Date of Award


Degree Name

Doctor of Philosophy


Computer Science

First Advisor

Dr. Leszek T. Lilien

Second Advisor

Dr. Zijiang James Yang

Third Advisor

Dr. Kuanchin Chen


Sharing healthcare information—including electronic health/medical records (EHRs/EMRs)—among healthcare information systems is necessary for improving the quality of healthcare. However, facilitating data exchange increases privacy threats—due to easier copying and dissemination of healthcare information.

We propose a solution that provides privacy protection for patients’ EHRs/EMRs disseminated among different authorized healthcare information systems. Our solution builds upon the existing construct named an Active Data Bundle (ADB). In the proposed solution, ADBs keep EHRs/EMRs as sensitive data; include metadata describing sensitive data and prescribing their use; and encompass a policy enforcement engine (called a virtual machine or VM), which controls and manages how its active bundle behaves. The VM enforces ADB’s data integrity and ADB’s privacy policies (specified as a part of metadata).

We first modify the existing design and implementation of the ADB scheme, known as Active Bundles using Trusted Third Party (ABTTP). ABTTP uses ADBs and trusted third parties (TTPs). The latter maintain and provide to ADBs trust values of visited hosts, as well as hash values and decryption keys. Our modification, named Active Data Bundles with Trusted Third Party (ADB-TTP), is only a starting point for significant enhancements and improvements to the ADB scheme proposed by us. They include: (i) using nested VMs in ADB-TTP instead of using single VM in ABTTP, (ii) adding new phases to the ADB lifecycle including ADB auditing and ADB Termination; and (iii) using the eXtensible Access Control Markup Language (XACML) to specify the privacy policies and to enforce them.

We also develop a new ADB scheme implementation, known as Active Data Bundles with Multi-Agent System (ADB-MAS). ADB-MAS implements active data bundles as mobile intelligent agents, which eliminate the need for using TTPs.

In order to test the effectiveness of different ADB schemes and evaluate their use in healthcare applications, we use a real-life healthcare scenario for dissemination of EHRs in healthcare information systems. We evaluate both ADB-TTP and ADB-MAS using separate testbeds implemented with Java Standard Edition (JDK 1.8) and Java Agent Development Framework (JADE), respectively.

We run consistent experiments on both testbeds to evaluate and compare performance for both solutions (the experiments are "consistent" as much as possible in the context of separate testbed implementations).

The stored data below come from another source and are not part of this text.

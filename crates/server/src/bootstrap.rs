use std::sync::Arc;
use std::time::Duration;

use glassdesk_agent::answers::{LlmAnswerGenerator, RuleBasedAnswerGenerator};
use glassdesk_agent::escalation::InMemoryEscalationService;
use glassdesk_agent::formatter::{FormatterError, ResponseFormatter};
use glassdesk_agent::llm::{OpenAiCompatibleClient, OLLAMA_BASE_URL, OPENAI_BASE_URL};
use glassdesk_agent::lookup::{FixtureStatusLookup, HttpStatusLookup};
use glassdesk_agent::{
    ActionOrchestrator, AnswerGenerator, CollaboratorError, CollaboratorTimeouts, Collaborators,
    StatusLookup,
};
use glassdesk_core::config::{
    AppConfig, ConfigError, LlmProvider, LoadOptions, LookupMode, SessionBackend,
};
use glassdesk_db::{
    connect_with_settings, migrations, DbPool, SessionStore, SqlSessionRepository,
};
use glassdesk_whatsapp::{
    default_dispatcher, CloudApiMessenger, EventDispatcher, LogOnlyMessenger, Messenger,
    OrchestratorConversation, TransportError,
};
use thiserror::Error;
use tracing::info;

const WHATSAPP_SEND_TIMEOUT: Duration = Duration::from_secs(10);

/// Fully wired service: every collaborator is resolved here, once.
pub struct Application {
    pub config: AppConfig,
    pub db_pool: Option<DbPool>,
    pub store: SessionStore,
    pub orchestrator: Arc<ActionOrchestrator>,
    pub dispatcher: Arc<EventDispatcher>,
}

#[derive(Debug, Error)]
pub enum BootstrapError {
    #[error(transparent)]
    Config(#[from] ConfigError),
    #[error("database connection failed: {0}")]
    DatabaseConnect(#[source] sqlx::Error),
    #[error("database migration failed: {0}")]
    Migration(#[source] sqlx::migrate::MigrateError),
    #[error("status lookup setup failed: {0}")]
    Lookup(#[from] CollaboratorError),
    #[error("llm client setup failed: {0}")]
    Llm(String),
    #[error("reply templates failed to load: {0}")]
    Templates(#[from] FormatterError),
    #[error("whatsapp messenger setup failed: {0}")]
    Messenger(#[from] TransportError),
}

pub async fn bootstrap(options: LoadOptions) -> Result<Application, BootstrapError> {
    let config = AppConfig::load(options)?;
    bootstrap_with_config(config).await
}

pub async fn bootstrap_with_config(config: AppConfig) -> Result<Application, BootstrapError> {
    info!(
        event_name = "system.bootstrap.start",
        correlation_id = "bootstrap",
        session_key = "unknown",
        "starting application bootstrap"
    );

    let (store, db_pool) = session_store(&config).await?;
    let collaborators = Collaborators {
        lookup: status_lookup(&config)?,
        answers: answer_generator(&config)?,
        escalation: Arc::new(InMemoryEscalationService::new()),
        formatter: ResponseFormatter::new()?,
    };
    let orchestrator = Arc::new(ActionOrchestrator::new(
        store.clone(),
        collaborators,
        CollaboratorTimeouts::from_config(&config),
    ));

    let dispatcher = Arc::new(default_dispatcher(
        OrchestratorConversation::new(orchestrator.clone()),
        messenger(&config)?,
    ));

    info!(
        event_name = "system.bootstrap.ready",
        correlation_id = "bootstrap",
        session_key = "unknown",
        session_backend = ?config.session.backend,
        lookup_mode = ?config.lookup.mode,
        llm_provider = ?config.llm.provider,
        whatsapp_delivery = config.whatsapp_delivery_enabled(),
        "application wired"
    );

    Ok(Application { config, db_pool, store, orchestrator, dispatcher })
}

async fn session_store(
    config: &AppConfig,
) -> Result<(SessionStore, Option<DbPool>), BootstrapError> {
    let ttl = Duration::from_secs(config.session.ttl_secs);
    match config.session.backend {
        SessionBackend::Memory => Ok((SessionStore::in_memory(ttl), None)),
        SessionBackend::Sqlite => {
            let pool = connect_with_settings(
                &config.database.url,
                config.database.max_connections,
                config.database.timeout_secs,
            )
            .await
            .map_err(BootstrapError::DatabaseConnect)?;
            info!(
                event_name = "system.bootstrap.database_connected",
                correlation_id = "bootstrap",
                session_key = "unknown",
                "database connection established"
            );

            migrations::run_pending(&pool).await.map_err(BootstrapError::Migration)?;
            info!(
                event_name = "system.bootstrap.migrations_applied",
                correlation_id = "bootstrap",
                session_key = "unknown",
                "database migrations applied"
            );

            let repository = Arc::new(SqlSessionRepository::new(pool.clone()));
            Ok((SessionStore::new(repository, ttl), Some(pool)))
        }
    }
}

fn status_lookup(config: &AppConfig) -> Result<Arc<dyn StatusLookup>, BootstrapError> {
    match config.lookup.mode {
        LookupMode::Fixture => Ok(Arc::new(FixtureStatusLookup::new())),
        LookupMode::Http => {
            // validation already rejects http mode without a base url
            let base_url = config.lookup.base_url.as_deref().unwrap_or_default();
            let lookup = HttpStatusLookup::new(
                base_url,
                Duration::from_secs(config.lookup.timeout_secs),
            )?;
            Ok(Arc::new(lookup))
        }
    }
}

fn answer_generator(config: &AppConfig) -> Result<Arc<dyn AnswerGenerator>, BootstrapError> {
    let default_base_url = match config.llm.provider {
        LlmProvider::Rules => return Ok(Arc::new(RuleBasedAnswerGenerator::new())),
        LlmProvider::OpenAi => OPENAI_BASE_URL,
        LlmProvider::Ollama => OLLAMA_BASE_URL,
    };

    let client = OpenAiCompatibleClient::new(
        config.llm.base_url.as_deref().unwrap_or(default_base_url),
        config.llm.api_key.clone(),
        config.llm.model.as_str(),
        Duration::from_secs(config.llm.timeout_secs),
    )
    .map_err(|error| BootstrapError::Llm(error.to_string()))?;
    Ok(Arc::new(LlmAnswerGenerator::new(client)))
}

fn messenger(config: &AppConfig) -> Result<Arc<dyn Messenger>, BootstrapError> {
    let whatsapp = &config.whatsapp;
    match (&whatsapp.access_token, &whatsapp.phone_number_id) {
        (Some(access_token), Some(phone_number_id)) if config.whatsapp_delivery_enabled() => {
            let messenger = CloudApiMessenger::new(
                &whatsapp.api_version,
                phone_number_id,
                access_token.clone(),
                WHATSAPP_SEND_TIMEOUT,
            )?;
            Ok(Arc::new(messenger))
        }
        _ => {
            info!(
                event_name = "system.bootstrap.whatsapp_log_only",
                correlation_id = "bootstrap",
                session_key = "unknown",
                "whatsapp credentials absent, replies will only be logged"
            );
            Ok(Arc::new(LogOnlyMessenger))
        }
    }
}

The evaluation criteria for ADB-TTP and ADB-MAS include rates of data reduction, data disclosure, and successful/unsuccessful data delivery. Our evaluation shows that ADBs are able to protect patient EHRs//EMRs during their dissemination among healthcare providers. The quantitative results show that under different circumstances either ADB-TTP or ADB-MAS is a better protector of data (via so called “evaporation” or “apoptosis” of the most sensitive data). The qualitative conclusions are that ADB-MAS outperforms ADB-TTP in protection of privacy of healthcare data (EHRs/EMRs) because ADB-MAS performs a priori trust verification of destination hosts (to which EHRs/EMRs are delivered by ADBs).

Our results demonstrate that ADB-MAS, our new implementations of the ADB scheme, improve the privacy and efficiency of processing of patients’ data in healthcare information systems. In the broader area of computing technology, ADB-MAS can be used to prevent privacy violations, including stealing and leaking of sensitive data in diverse distributed computing applications areas, including Internet of Things, Cloud Computing, Opportunistic Resource Utilization Networks (Oppnets), and distributed database systems.